SUPPLIED MATERIAL:
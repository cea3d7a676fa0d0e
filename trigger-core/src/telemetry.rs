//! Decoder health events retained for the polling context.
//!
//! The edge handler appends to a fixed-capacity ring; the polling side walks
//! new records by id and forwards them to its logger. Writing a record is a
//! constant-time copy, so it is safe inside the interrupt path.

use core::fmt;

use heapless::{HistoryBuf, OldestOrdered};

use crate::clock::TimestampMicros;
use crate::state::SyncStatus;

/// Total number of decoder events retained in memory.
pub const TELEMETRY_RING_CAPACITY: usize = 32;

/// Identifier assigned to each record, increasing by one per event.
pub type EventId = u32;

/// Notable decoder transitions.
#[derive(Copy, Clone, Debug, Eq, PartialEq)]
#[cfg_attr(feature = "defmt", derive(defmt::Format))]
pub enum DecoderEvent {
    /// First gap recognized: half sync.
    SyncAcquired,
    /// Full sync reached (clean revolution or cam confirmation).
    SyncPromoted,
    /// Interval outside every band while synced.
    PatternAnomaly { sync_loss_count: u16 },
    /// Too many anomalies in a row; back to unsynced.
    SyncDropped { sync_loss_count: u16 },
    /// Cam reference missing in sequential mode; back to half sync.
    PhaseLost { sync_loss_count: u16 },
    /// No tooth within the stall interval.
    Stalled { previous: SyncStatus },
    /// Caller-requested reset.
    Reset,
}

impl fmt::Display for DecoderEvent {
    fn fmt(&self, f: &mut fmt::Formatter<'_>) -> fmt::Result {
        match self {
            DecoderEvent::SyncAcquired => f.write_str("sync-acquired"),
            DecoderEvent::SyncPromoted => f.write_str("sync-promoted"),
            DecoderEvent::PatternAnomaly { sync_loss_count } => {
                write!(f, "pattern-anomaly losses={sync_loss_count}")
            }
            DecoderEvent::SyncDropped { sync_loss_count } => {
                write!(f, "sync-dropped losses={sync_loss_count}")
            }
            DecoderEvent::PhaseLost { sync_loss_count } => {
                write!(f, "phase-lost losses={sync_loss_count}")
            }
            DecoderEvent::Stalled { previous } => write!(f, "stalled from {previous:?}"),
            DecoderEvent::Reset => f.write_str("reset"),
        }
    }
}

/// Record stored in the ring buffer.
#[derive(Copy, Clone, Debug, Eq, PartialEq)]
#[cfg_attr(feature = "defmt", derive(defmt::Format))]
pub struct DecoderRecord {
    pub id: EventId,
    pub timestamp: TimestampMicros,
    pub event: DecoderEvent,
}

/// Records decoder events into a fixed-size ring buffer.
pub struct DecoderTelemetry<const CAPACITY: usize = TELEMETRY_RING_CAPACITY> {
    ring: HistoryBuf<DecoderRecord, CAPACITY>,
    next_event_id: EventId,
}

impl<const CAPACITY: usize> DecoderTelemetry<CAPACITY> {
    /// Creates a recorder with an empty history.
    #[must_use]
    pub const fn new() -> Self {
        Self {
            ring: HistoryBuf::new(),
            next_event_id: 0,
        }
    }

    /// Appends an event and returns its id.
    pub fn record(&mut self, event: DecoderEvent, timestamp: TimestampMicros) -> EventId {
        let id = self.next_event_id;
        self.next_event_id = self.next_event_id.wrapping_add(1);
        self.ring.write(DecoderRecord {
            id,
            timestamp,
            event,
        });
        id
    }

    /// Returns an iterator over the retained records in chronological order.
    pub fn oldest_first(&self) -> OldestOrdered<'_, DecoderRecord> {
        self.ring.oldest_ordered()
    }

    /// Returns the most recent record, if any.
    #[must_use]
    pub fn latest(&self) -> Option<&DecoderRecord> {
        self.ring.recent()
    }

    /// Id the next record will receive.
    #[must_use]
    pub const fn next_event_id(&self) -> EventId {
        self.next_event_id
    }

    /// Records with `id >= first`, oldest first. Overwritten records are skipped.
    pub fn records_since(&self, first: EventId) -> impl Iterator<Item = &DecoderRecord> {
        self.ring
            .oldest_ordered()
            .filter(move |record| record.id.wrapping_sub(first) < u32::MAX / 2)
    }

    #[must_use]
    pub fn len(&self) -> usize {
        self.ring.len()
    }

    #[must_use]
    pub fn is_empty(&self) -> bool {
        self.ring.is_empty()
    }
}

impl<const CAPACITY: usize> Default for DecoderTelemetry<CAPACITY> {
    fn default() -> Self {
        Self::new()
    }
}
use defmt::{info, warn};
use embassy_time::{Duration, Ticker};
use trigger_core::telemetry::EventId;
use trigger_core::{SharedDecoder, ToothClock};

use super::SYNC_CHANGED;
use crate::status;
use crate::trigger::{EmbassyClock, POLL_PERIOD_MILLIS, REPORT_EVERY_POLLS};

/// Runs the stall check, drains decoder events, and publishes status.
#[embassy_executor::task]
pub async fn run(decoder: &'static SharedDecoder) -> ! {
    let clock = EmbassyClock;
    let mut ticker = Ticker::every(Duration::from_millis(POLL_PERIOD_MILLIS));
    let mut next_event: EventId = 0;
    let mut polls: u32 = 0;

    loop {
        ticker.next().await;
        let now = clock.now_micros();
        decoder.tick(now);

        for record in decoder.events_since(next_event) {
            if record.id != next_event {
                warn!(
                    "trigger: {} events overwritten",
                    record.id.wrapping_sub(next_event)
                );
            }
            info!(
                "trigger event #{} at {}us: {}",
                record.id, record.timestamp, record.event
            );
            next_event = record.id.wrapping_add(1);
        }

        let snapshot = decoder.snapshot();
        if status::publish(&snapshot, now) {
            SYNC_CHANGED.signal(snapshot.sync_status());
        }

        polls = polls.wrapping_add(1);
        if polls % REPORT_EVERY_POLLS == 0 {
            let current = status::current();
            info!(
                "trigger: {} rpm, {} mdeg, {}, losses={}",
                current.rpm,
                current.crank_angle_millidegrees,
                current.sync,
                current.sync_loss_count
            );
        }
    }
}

REQUIRED WORK:
All lines that contain the word "buffer" should be copied from the listing.

SOLUTION TO THE EXERCISE:
/// Record stored in the ring buffer.
/// Records decoder events into a fixed-size ring buffer.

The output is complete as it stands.